Eleanor -  I think they're not the most difficult vaccines to develop, but there has not been an economic incentive in the past to develop a vaccine for Ebola, partly because it's in Africa and also because hardly, anyone has ever had it.  But things are definitely speeding up with huge attention and public money going into this and also, the companies have stepped up in the last few months.  They're collaborating with each other, they've put their own money into it, and they're not going to make money on it.

Kat -  It does seem like quite a nice thing for the world to get behind.

Eleanor -  It's amazing, yeah.

Kat -  It's a good story from the pharmaceutical industry.

Eleanor -  Yeah, if we can learn from this and apply it to other diseases, it would be fantastic.

Kat -  We've talked about three vaccines that are heading into trials at the moment.  What about other vaccine approaches or even treatments that might actually get rid of the virus once people have it?

Eleanor -  There are various other vaccines at earlier stages.
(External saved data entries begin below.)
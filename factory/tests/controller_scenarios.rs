//! End-to-end controller scenarios with scripted collaborators.
//!
//! Each test drives `factory::run::execute` through a full run: prompts, local
//! checks, submission, CI polling on a virtual clock, result persistence,
//! evaluation and notification.

use std::time::Duration;

use factory::core::cancel::CancelToken;
use factory::core::feedback::FeedbackSource;
use factory::core::types::{CheckState, CiStatus, RunResult, RunStatus, Verdict};
use factory::io::config::RunConfig;
use factory::io::run_dir::RunDir;
use factory::run::{Collaborators, execute};
use factory::test_support::{
    AgentStep, FakeHosting, FixedEvaluator, ManualClock, RecordingNotifier, ScriptedAgent,
    ScriptedVerifier, failed_checks, remote_check, run_config,
};

struct Harness {
    agent: ScriptedAgent,
    verifier: ScriptedVerifier,
    host: FakeHosting,
    clock: ManualClock,
    evaluator: FixedEvaluator,
    notifier: RecordingNotifier,
}

impl Harness {
    fn new(agent: ScriptedAgent, verifier: ScriptedVerifier) -> Self {
        Self {
            agent,
            verifier,
            host: FakeHosting::new(),
            clock: ManualClock::new(),
            evaluator: FixedEvaluator::passing(0.9),
            notifier: RecordingNotifier::new(),
        }
    }

    fn run(&self, config: &RunConfig, cancel: &CancelToken) -> RunResult {
        let parts = Collaborators {
            agent: &self.agent,
            verifier: &self.verifier,
            host: &self.host,
            clock: &self.clock,
            evaluator: Some(&self.evaluator),
            notifier: &self.notifier,
        };
        execute(config, &parts, cancel).expect("run")
    }
}

fn ci_failure(name: &str, run_id: u64) -> factory::core::types::RemoteCheck {
    let mut check = remote_check(name, CheckState::Failure);
    check.link = Some(format!(
        "https://github.com/acme/app/actions/runs/{run_id}/job/1"
    ));
    check
}

/// A: local checks pass, CI passes on the second poll.
#[test]
fn scenario_a_first_attempt_succeeds() {
    let temp = tempfile::tempdir().expect("tempdir");
    let config = run_config(temp.path());
    let harness = Harness::new(ScriptedAgent::default(), ScriptedVerifier::default());
    harness.host.script_checks(vec![
        Ok(vec![remote_check("build", CheckState::Pending)]),
        Ok(vec![remote_check("build", CheckState::Success)]),
    ]);

    let result = harness.run(&config, &CancelToken::new());

    assert_eq!(result.status, RunStatus::Success);
    assert_eq!(result.iterations_used, 1);
    assert_eq!(harness.host.check_calls(), 2);
    assert_eq!(harness.host.create_calls(), 1);
    let request = result.request.as_ref().expect("request");
    assert!(request.freshly_created);

    let run_dir = RunDir::open(&config.run_dir);
    let stored = run_dir.load_result().expect("result.json");
    assert_eq!(stored, result);
    assert_eq!(
        stored.score.as_ref().map(|score| score.verdict),
        Some(Verdict::Pass)
    );
    assert!(run_dir.task_path().is_file());
    assert!(run_dir.config_path().is_file());
    assert!(run_dir.ci_snapshot_path(1).is_file());

    let bodies = harness.host.bodies();
    assert_eq!(bodies.len(), 1);
    assert!(bodies[0].contains("Status: success after 1 of 3 iterations"));
    let messages = harness.notifier.messages();
    assert_eq!(messages.len(), 1);
    assert!(messages[0].contains(&request.url));
}

/// B: local checks fail twice with different errors, then pass; CI passes.
#[test]
fn scenario_b_local_failures_feed_the_next_prompt() {
    let temp = tempfile::tempdir().expect("tempdir");
    let config = run_config(temp.path());
    let harness = Harness::new(
        ScriptedAgent::default(),
        ScriptedVerifier::new(vec![
            failed_checks("lib/a.dart:3:1 error: missing semicolon"),
            failed_checks("test/widget_test.dart: expected blue, got red"),
        ]),
    );
    harness
        .host
        .set_default_checks(vec![remote_check("build", CheckState::Success)]);

    let result = harness.run(&config, &CancelToken::new());

    assert_eq!(result.status, RunStatus::Success);
    assert_eq!(result.iterations_used, 3);

    let prompts = harness.agent.prompts();
    assert_eq!(prompts.len(), 3);
    assert!(!prompts[0].contains("Previous attempt failed"));
    assert!(prompts[1].contains("missing semicolon"));
    assert!(prompts[2].contains("expected blue, got red"));
    assert!(!prompts[2].contains("missing semicolon"));

    let records = RunDir::open(&config.run_dir)
        .load_iterations()
        .expect("iterations");
    assert_eq!(records.len(), 3);
    assert_eq!(records[1].feedback_in, records[0].feedback_out);
    assert!(records[2].feedback_out.is_empty());
    assert!(records[0].submission.is_none());
    // Only the passing iteration was submitted.
    assert_eq!(harness.host.push_calls(), 1);
    assert_eq!(harness.host.create_calls(), 1);
}

/// B with CI disabled: two local failures, success on the third of five iterations.
#[test]
fn scenario_b_without_ci_succeeds_on_third_attempt() {
    let temp = tempfile::tempdir().expect("tempdir");
    let mut config = run_config(temp.path());
    config.max_iterations = 5;
    config.skip_ci = true;
    let harness = Harness::new(
        ScriptedAgent::default(),
        ScriptedVerifier::new(vec![
            failed_checks("lib/a.dart:3:1 error: missing semicolon"),
            failed_checks("test/widget_test.dart: expected blue, got red"),
        ]),
    );

    let result = harness.run(&config, &CancelToken::new());

    assert_eq!(result.status, RunStatus::Success);
    assert_eq!(result.iterations_used, 3);
    assert_eq!(harness.host.check_calls(), 0);
    assert!(harness.agent.prompts()[1].contains("missing semicolon"));
    let records = RunDir::open(&config.run_dir)
        .load_iterations()
        .expect("iterations");
    assert!(records[2].feedback_out.is_empty());
    assert_eq!(records[2].ci, None);
}

/// C: CI always fails; the budget runs out after three submissions of one request.
#[test]
fn scenario_c_ci_always_failing_exhausts_budget() {
    let temp = tempfile::tempdir().expect("tempdir");
    let config = run_config(temp.path());
    let harness = Harness::new(ScriptedAgent::default(), ScriptedVerifier::default());
    harness.host.set_default_checks(vec![ci_failure("test", 21)]);

    let result = harness.run(&config, &CancelToken::new());

    assert_eq!(result.status, RunStatus::Failed);
    assert_eq!(result.iterations_used, 3);
    assert_eq!(harness.agent.calls(), 3);
    assert_eq!(harness.host.push_calls(), 3);
    assert_eq!(harness.host.create_calls(), 1);

    let records = RunDir::open(&config.run_dir)
        .load_iterations()
        .expect("iterations");
    let submissions: Vec<_> = records
        .iter()
        .filter_map(|record| record.submission.as_ref())
        .collect();
    assert_eq!(submissions.len(), 3);
    assert!(submissions.iter().all(|s| s.number == submissions[0].number));
    assert_ne!(submissions[0].head, submissions[1].head);
    assert_ne!(submissions[1].head, submissions[2].head);

    let bodies = harness.host.bodies();
    assert_eq!(bodies.len(), 1);
    assert!(bodies[0].contains("Status: failed after 3 of 3 iterations"));
    assert!(harness.evaluator.calls().is_empty());
}

/// An artifact that cannot be written ends the run as failed, with a result.
#[test]
fn unwritable_artifact_still_records_failed_result() {
    let temp = tempfile::tempdir().expect("tempdir");
    let config = run_config(temp.path());
    let blocked = RunDir::create(&config.run_dir)
        .expect("run dir")
        .ci_snapshot_path(1);
    std::fs::create_dir_all(blocked.join("occupied")).expect("block snapshot path");
    let harness = Harness::new(ScriptedAgent::default(), ScriptedVerifier::default());
    harness
        .host
        .set_default_checks(vec![remote_check("build", CheckState::Success)]);

    let result = harness.run(&config, &CancelToken::new());

    assert_eq!(result.status, RunStatus::Failed);
    assert_eq!(result.iterations_used, 1);
    assert_eq!(harness.agent.calls(), 1);
    let stored = RunDir::open(&config.run_dir)
        .load_result()
        .expect("result.json");
    assert_eq!(stored.status, RunStatus::Failed);
    let records = RunDir::open(&config.run_dir)
        .load_iterations()
        .expect("iterations");
    let error = records[0].error.as_deref().expect("abort reason");
    assert!(error.contains("ci-iter-1.json"), "{error}");
    assert!(harness.host.bodies()[0].contains("Status: failed after 1 of 3 iterations"));
    assert!(harness.evaluator.calls().is_empty());
    assert_eq!(harness.notifier.messages().len(), 1);
}

/// CI results left over from the previous commit must not fail the new one.
#[test]
fn stale_ci_result_after_retry_push_is_ignored() {
    let temp = tempfile::tempdir().expect("tempdir");
    let config = run_config(temp.path());
    let harness = Harness::new(ScriptedAgent::default(), ScriptedVerifier::default());
    harness.host.lag_request_head(1);
    harness.host.script_checks(vec![
        Ok(vec![ci_failure("test", 31)]),
        Ok(vec![remote_check("test", CheckState::Success)]),
    ]);

    let result = harness.run(&config, &CancelToken::new());

    assert_eq!(result.status, RunStatus::Success);
    assert_eq!(result.iterations_used, 2);
    assert_eq!(harness.agent.calls(), 2);
    // One stale and one fresh poll per iteration.
    assert_eq!(harness.host.check_calls(), 4);
}

/// CI fails twice, passes on the third submission of the same request.
#[test]
fn ci_failures_then_pass_reuse_one_request() {
    let temp = tempfile::tempdir().expect("tempdir");
    let config = run_config(temp.path());
    let harness = Harness::new(ScriptedAgent::default(), ScriptedVerifier::default());
    harness.host.script_checks(vec![
        Ok(vec![ci_failure("test", 11)]),
        Ok(vec![
            ci_failure("test", 12),
            remote_check("lint", CheckState::Success),
        ]),
        Ok(vec![remote_check("test", CheckState::Success)]),
    ]);
    harness
        .host
        .set_run_log(11, "running tests\nExpected: blue\nActual: red");

    let result = harness.run(&config, &CancelToken::new());

    assert_eq!(result.status, RunStatus::Success);
    assert_eq!(result.iterations_used, 3);
    assert_eq!(harness.host.push_calls(), 3);
    assert_eq!(harness.host.create_calls(), 1);

    let run_dir = RunDir::open(&config.run_dir);
    let records = run_dir.load_iterations().expect("iterations");
    let numbers: Vec<u64> = records
        .iter()
        .filter_map(|record| record.submission.as_ref().map(|s| s.number))
        .collect();
    assert_eq!(numbers, vec![numbers[0]; 3]);
    assert!(matches!(records[0].ci, Some(CiStatus::Failed { .. })));
    assert_eq!(records[0].feedback_out[0].source, FeedbackSource::Ci);
    assert!(run_dir.ci_log_path(1).is_file());
    assert!(!run_dir.ci_log_path(3).exists());

    let prompts = harness.agent.prompts();
    assert!(prompts[1].contains("CI check 'test' failed"));
    assert!(prompts[1].contains("Actual: red"));
}

/// D: CI never resolves; the run stops after one iteration.
#[test]
fn scenario_d_ci_timeout_stops_without_retry() {
    let temp = tempfile::tempdir().expect("tempdir");
    let config = run_config(temp.path());
    let harness = Harness::new(ScriptedAgent::default(), ScriptedVerifier::default());
    harness
        .host
        .set_default_checks(vec![remote_check("build", CheckState::Pending)]);

    let result = harness.run(&config, &CancelToken::new());

    assert_eq!(result.status, RunStatus::CiTimeout);
    assert_eq!(result.iterations_used, 1);
    assert_eq!(harness.agent.calls(), 1);
    assert_eq!(harness.clock.elapsed(), Duration::from_secs(10 * 60));
    assert!(harness.host.bodies().is_empty());
    assert!(harness.evaluator.calls().is_empty());
    assert_eq!(result.score, None);
    assert!(harness.notifier.messages()[0].contains("CI did not finish in time"));
    assert_eq!(
        RunDir::open(&config.run_dir)
            .load_result()
            .expect("result")
            .status,
        RunStatus::CiTimeout
    );
}

#[test]
fn generation_count_never_exceeds_budget() {
    let temp = tempfile::tempdir().expect("tempdir");
    let mut config = run_config(temp.path());
    config.max_iterations = 4;
    let harness = Harness::new(
        ScriptedAgent::default(),
        ScriptedVerifier::new((0..10).map(|n| failed_checks(&format!("fail {n}"))).collect()),
    );

    let result = harness.run(&config, &CancelToken::new());

    assert_eq!(result.status, RunStatus::Failed);
    assert_eq!(result.iterations_used, 4);
    assert_eq!(harness.agent.calls(), 4);
    assert_eq!(harness.verifier.calls(), 4);
    // No CI poll (or any submission) after a local failure.
    assert_eq!(harness.host.check_calls(), 0);
    assert_eq!(harness.host.push_calls(), 0);
    assert!(harness.notifier.messages()[0].contains("failed"));
}

#[test]
fn disabled_ci_wait_succeeds_without_polling() {
    let temp = tempfile::tempdir().expect("tempdir");
    let mut config = run_config(temp.path());
    config.ci_timeout = Duration::ZERO;
    let harness = Harness::new(ScriptedAgent::default(), ScriptedVerifier::default());

    let result = harness.run(&config, &CancelToken::new());

    assert_eq!(result.status, RunStatus::Success);
    assert_eq!(result.iterations_used, 1);
    assert_eq!(harness.host.check_calls(), 0);
    assert_eq!(harness.host.push_calls(), 1);
}

#[test]
fn failed_push_is_retried_as_next_iteration() {
    let temp = tempfile::tempdir().expect("tempdir");
    let mut config = run_config(temp.path());
    config.skip_ci = true;
    let harness = Harness::new(ScriptedAgent::default(), ScriptedVerifier::default());
    harness.host.fail_next_push("remote rejected (pre-receive hook)");

    let result = harness.run(&config, &CancelToken::new());

    assert_eq!(result.status, RunStatus::Success);
    assert_eq!(result.iterations_used, 2);
    let records = RunDir::open(&config.run_dir)
        .load_iterations()
        .expect("iterations");
    assert!(
        records[0]
            .submission_error
            .as_deref()
            .is_some_and(|err| err.contains("pre-receive hook"))
    );
    assert_eq!(records[0].feedback_out[0].source, FeedbackSource::Submission);
    assert!(harness.agent.prompts()[1].contains("Submission failed"));
}

#[test]
fn cancel_during_ci_wait_records_cancelled() {
    let temp = tempfile::tempdir().expect("tempdir");
    let config = run_config(temp.path());
    let harness = Harness::new(ScriptedAgent::default(), ScriptedVerifier::default());
    harness
        .host
        .set_default_checks(vec![remote_check("build", CheckState::Pending)]);
    let cancel = CancelToken::new();
    harness
        .clock
        .cancel_after(Duration::from_secs(90), cancel.clone());

    let result = harness.run(&config, &cancel);

    assert_eq!(result.status, RunStatus::Cancelled);
    assert_eq!(result.iterations_used, 1);
    assert!(harness.evaluator.calls().is_empty());
    assert!(harness.host.bodies().is_empty());
    assert!(harness.notifier.messages()[0].contains("cancelled"));
    assert_eq!(
        RunDir::open(&config.run_dir)
            .load_result()
            .expect("result")
            .status,
        RunStatus::Cancelled
    );
}

#[test]
fn cancel_during_generation_skips_checks() {
    let temp = tempfile::tempdir().expect("tempdir");
    let config = run_config(temp.path());
    let cancel = CancelToken::new();
    let harness = Harness::new(
        ScriptedAgent::new(vec![AgentStep::Cancel(cancel.clone())]),
        ScriptedVerifier::default(),
    );

    let result = harness.run(&config, &cancel);

    assert_eq!(result.status, RunStatus::Cancelled);
    assert_eq!(harness.verifier.calls(), 0);
    assert_eq!(harness.host.push_calls(), 0);
}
Our databases have around 20 or more products in kind of pre-clinical early stage development.  And so, the treatment approaches are quite varied, all still very early stage.  There's monoclonal antibodies, various viral treatments like an approved flu treatment which could be used.

Kat -  Because flu is a virus as well.

Eleanor -  Yeah, it may work.  And some of them are good because they're easy to administer or they're already manufactured in sufficient numbers.  So, that makes it better, but they're not looking as effective.  Other are very difficult to make or unpleasant to administer.